Pero volvamos al matador de viejos. El no discrimina entre intelectuales, presidentes de consorcios y repositores de mercado, entre inocentes y culpables. El sólo atiende a la frágil cadenita interpuesta entre la cocina comedor y el extraño, los pasos vacilantes que atraviesan el portoncito bajo la sombra de la bolsa de compras, el perro de mediano formato ya atemperado por los tumores intestinales y el sueño de que el dinero se guarde bajo el colchón o en la ingenua caja fuerte camuflada detrás de una marina, de acuerdo con la cultura de los viejos tiempos. El no cede a la ley del más fuerte porque ésta implica lucha, en cambio ataca lo que decanta hacia la condición de depredado a causa de su propia debilidad. Carroña de segundo orden en el status penal detrás de los violadores, se ignora su radical labor social. El mataviejos libera a la sociedad global de la más irredenta capa de residuos humanos, el más irreciclable porque, póngase un árabe indocumentado en el rubro de la construcción de la ciudad nueva y rendirá lo suyo, consiéntase en que un somalí abra su paraguas negro tapizado de bijouterie y contribuirá a la atracción turística, pero un viejo es sólo materia orgánica fija, pura carga social. Pero el mataviejos no sólo colabora al progreso del mundo sino que, a su modo más o menos individualista, sustrae cuerpos al encarnizamiento terapéutico, otorga un instante final de dignidad, antes de asestar su golpe mortal, al permitir experimentar a su víctima que tiene algo deseable, una propiedad que aún lo pone en juego con el mundo aunque sea en el momento en que ésta le es arrancada junto con la vida.

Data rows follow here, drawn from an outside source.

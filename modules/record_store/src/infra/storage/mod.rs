//! Storage layer - database entities and repositories

pub mod entity;
pub mod mapper;
pub mod migrations;
pub mod repositories;
pub mod seed;
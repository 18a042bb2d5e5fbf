//! Contract layer - public models and errors
//!
//! NO serde derives on models - these are pure domain types.

pub mod error;
pub mod model;

pub use error::StoreError;
pub use model::*;
//! Contract error types for the record store
//!
//! These errors are transport-agnostic; the REST layer maps them to status codes.

use thiserror::Error;

/// Record store domain errors
#[derive(Debug, Clone, PartialEq, Eq, Error)]
pub enum StoreError {
    /// Malformed or incomplete input
    #[error("Validation error: {message}")]
    Validation {
        /// User-facing explanation
        message: String,
    },
    /// Referenced entity does not exist
    #[error("{resource} not found: {id}")]
    NotFound {
        /// Resource type (store, recording, order, ...)
        resource: String,
        /// Resource identifier
        id: String,
    },
    /// No identity, or the identity could not be verified
    #[error("Unauthorized: {message}")]
    Unauthorized {
        /// Reason shown to the caller
        message: String,
    },
    /// Identity is valid but lacks the required role
    #[error("Forbidden: administrator role required")]
    Forbidden,
    /// Request conflicts with current state (duplicates, referenced rows, transitions)
    #[error("Conflict: {reason}")]
    Conflict {
        /// Conflict reason
        reason: String,
    },
    /// Checkout asked for more units than the store holds
    #[error("Insufficient stock for recording {recording_id}: requested {requested}, available {available}")]
    InsufficientStock {
        recording_id: i32,
        requested: i32,
        available: i32,
    },
    /// Storage or other infrastructure failure
    #[error("Internal error")]
    Internal,
}

impl StoreError {
    pub fn validation(message: impl Into<String>) -> Self {
        Self::Validation {
            message: message.into(),
        }
    }

    pub fn not_found(resource: &str, id: impl ToString) -> Self {
        Self::NotFound {
            resource: resource.to_string(),
            id: id.to_string(),
        }
    }

    pub fn unauthorized(message: impl Into<String>) -> Self {
        Self::Unauthorized {
            message: message.into(),
        }
    }

    pub fn conflict(reason: impl Into<String>) -> Self {
        Self::Conflict {
            reason: reason.into(),
        }
    }
}
//! Input validation for catalog, checkout and account operations

use crate::contract::{CartItem, InventoryUpdate, RecordingDraft, StoreDraft, StoreError};
use chrono::NaiveDate;
use rust_decimal::prelude::ToPrimitive;
use rust_decimal::Decimal;

/// Upper bound for any single price
pub const MAX_PRICE: Decimal = Decimal::from_parts(1_000_000, 0, 0, false, 0);

/// Validate a monetary amount
///
/// Accepts non-negative values up to [`MAX_PRICE`] with at most two fractional digits.
pub fn validate_price(field: &str, value: Decimal) -> Result<(), StoreError> {
    if value.is_sign_negative() && !value.is_zero() {
        return Err(StoreError::validation(format!(
            "{} must not be negative",
            field
        )));
    }

    if value > MAX_PRICE {
        return Err(StoreError::validation(format!(
            "{} must not exceed {}",
            field, MAX_PRICE
        )));
    }

    if value.normalize().scale() > 2 {
        return Err(StoreError::validation(format!(
            "{} must have at most two decimal places",
            field
        )));
    }

    Ok(())
}

fn require_text(field: &str, value: &str) -> Result<(), StoreError> {
    if value.trim().is_empty() {
        return Err(StoreError::validation(format!("{} is required", field)));
    }
    Ok(())
}

/// Validate a checkout request before the order transaction starts
///
/// Rejections happen in a fixed order: empty cart, missing store, then per-line checks.
pub fn validate_cart(store_id: Option<i32>, items: &[CartItem]) -> Result<i32, StoreError> {
    if items.is_empty() {
        return Err(StoreError::validation("empty cart"));
    }

    let store_id = store_id.ok_or_else(|| StoreError::validation("no store selected"))?;

    for item in items {
        if item.quantity < 1 {
            return Err(StoreError::validation(format!(
                "quantity for recording {} must be at least 1",
                item.recording_id
            )));
        }
        validate_price("unitPrice", item.unit_price)?;
    }

    Ok(store_id)
}

/// Order total from the submitted lines
///
/// Fails when the total cannot be stored as whole cents.
pub fn cart_total(items: &[CartItem]) -> Result<Decimal, StoreError> {
    let too_large = || StoreError::validation("order total is too large");

    let total = items.iter().try_fold(Decimal::ZERO, |total, item| {
        item.unit_price
            .checked_mul(Decimal::from(item.quantity))
            .and_then(|line| total.checked_add(line))
            .ok_or_else(too_large)
    })?;

    total
        .checked_mul(Decimal::ONE_HUNDRED)
        .and_then(|cents| cents.to_i64())
        .ok_or_else(too_large)?;

    Ok(total)
}

pub fn validate_recording(draft: &RecordingDraft) -> Result<(), StoreError> {
    require_text("title", &draft.title)?;
    require_text("artist", &draft.artist)?;
    require_text("genre", &draft.genre)?;
    require_text("publisher", &draft.publisher)?;
    require_text("mediaType", &draft.media_type)?;

    if !(1000..=9999).contains(&draft.release_year) {
        return Err(StoreError::validation(format!(
            "releaseYear '{}' is not a four-digit year",
            draft.release_year
        )));
    }

    Ok(())
}

pub fn validate_store(draft: &StoreDraft) -> Result<(), StoreError> {
    require_text("name", &draft.name)?;
    require_text("address", &draft.address)?;
    require_text("phone", &draft.phone)?;
    Ok(())
}

pub fn validate_inventory(update: &InventoryUpdate) -> Result<(), StoreError> {
    validate_price("wholesalePrice", update.wholesale_price)?;

    if update.in_stock < 0 {
        return Err(StoreError::validation("inStock must not be negative"));
    }

    if update.sales_count.is_some_and(|count| count < 0) {
        return Err(StoreError::validation("salesCount must not be negative"));
    }

    Ok(())
}

/// Validate registration input; returns the trimmed username and email
pub fn validate_registration(
    username: &str,
    email: &str,
    password: &str,
) -> Result<(String, String), StoreError> {
    let username = username.trim();
    let email = email.trim();

    if username.is_empty() || email.is_empty() || password.is_empty() {
        return Err(StoreError::validation(
            "username, email and password are required",
        ));
    }

    // Minimal shape check: something@something
    let valid_email = email
        .split_once('@')
        .is_some_and(|(local, domain)| !local.is_empty() && !domain.is_empty());
    if !valid_email {
        return Err(StoreError::validation(format!(
            "email '{}' is not a valid address",
            email
        )));
    }

    Ok((username.to_string(), email.to_string()))
}

/// Parse a `YYYY-MM-DD` report bound
pub fn parse_report_date(field: &str, value: &str) -> Result<NaiveDate, StoreError> {
    NaiveDate::parse_from_str(value, "%Y-%m-%d").map_err(|_| {
        StoreError::validation(format!("{} '{}' must be formatted YYYY-MM-DD", field, value))
    })
}

#[cfg(test)]
mod tests {
    use super::*;

    fn item(recording_id: i32, quantity: i32, cents: i64) -> CartItem {
        CartItem {
            recording_id,
            quantity,
            unit_price: Decimal::new(cents, 2),
        }
    }

    #[test]
    fn test_empty_cart_checked_before_store() {
        let err = validate_cart(None, &[]).unwrap_err();
        assert_eq!(err, StoreError::validation("empty cart"));
    }

    #[test]
    fn test_missing_store() {
        let err = validate_cart(None, &[item(1, 1, 100)]).unwrap_err();
        assert_eq!(err, StoreError::validation("no store selected"));
    }

    #[test]
    fn test_zero_quantity_rejected() {
        assert!(matches!(
            validate_cart(Some(1), &[item(1, 0, 100)]),
            Err(StoreError::Validation { .. })
        ));
    }

    #[test]
    fn test_valid_cart_returns_store() {
        assert_eq!(validate_cart(Some(4), &[item(1, 2, 1200)]).unwrap(), 4);
    }

    #[test]
    fn test_cart_total() {
        let total = cart_total(&[item(1, 3, 1250), item(2, 1, 99)]).unwrap();
        assert_eq!(total, Decimal::new(3849, 2));
    }

    #[test]
    fn test_cart_total_overflow_is_rejected() {
        let huge = CartItem {
            recording_id: 1,
            quantity: 2,
            unit_price: Decimal::from_scientific("5e28").unwrap(),
        };
        assert_eq!(
            cart_total(&[huge]).unwrap_err(),
            StoreError::validation("order total is too large")
        );

        let many = vec![item(1, i32::MAX, 99_999_999); 50];
        assert!(matches!(
            cart_total(&many),
            Err(StoreError::Validation { .. })
        ));
    }

    #[test]
    fn test_oversized_unit_price_fails_cart_validation() {
        let cart = [CartItem {
            recording_id: 1,
            quantity: 2,
            unit_price: Decimal::from_scientific("5e28").unwrap(),
        }];
        assert!(matches!(
            validate_cart(Some(1), &cart),
            Err(StoreError::Validation { .. })
        ));
    }

    #[test]
    fn test_price_rules() {
        assert!(validate_price("p", Decimal::ZERO).is_ok());
        assert!(validate_price("p", Decimal::new(1999, 2)).is_ok());
        assert!(validate_price("p", Decimal::new(12000, 3)).is_ok());
        assert!(validate_price("p", Decimal::new(-1, 0)).is_err());
        assert!(validate_price("p", Decimal::new(1001, 3)).is_err());
        assert!(validate_price("p", MAX_PRICE).is_ok());
        assert!(validate_price("p", MAX_PRICE + Decimal::new(1, 2)).is_err());
    }

    #[test]
    fn test_registration_requires_fields() {
        assert!(validate_registration("", "a@b.c", "pw").is_err());
        assert!(validate_registration("bob", "not-an-email", "pw").is_err());
        assert_eq!(
            validate_registration(" bob ", "bob@example.com", "pw").unwrap(),
            ("bob".to_string(), "bob@example.com".to_string())
        );
    }

    #[test]
    fn test_parse_report_date() {
        assert_eq!(
            parse_report_date("dateFrom", "2025-04-15").unwrap(),
            NaiveDate::from_ymd_opt(2025, 4, 15).unwrap()
        );
        assert!(parse_report_date("dateFrom", "15.04.2025").is_err());
    }

    #[test]
    fn test_inventory_rules() {
        let mut update = InventoryUpdate {
            wholesale_price: Decimal::new(800, 0),
            in_stock: 3,
            sales_count: None,
        };
        assert!(validate_inventory(&update).is_ok());
        update.in_stock = -1;
        assert!(validate_inventory(&update).is_err());
    }
}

¡Ojo! El mataviejos sostiene una ética, lo sepa o no lo sepa, ya que él no actúa para diferenciarse de su objeto, sino para correr la misma suerte de “hombre superfluo”. Se pudrirá en vida en el desfiladero de las cárceles, formará parte de la basura humana de ese vertedero sin quema salvo la del motín regular o de la encerrona policial. A menos que se recicle en el evangelismo, si aporta para el diezmo quizás parte del botín escondido de su viejo convertido en ceniza de crematorio que vuela al cielo ignorando que perteneció a un involuntario filántropo.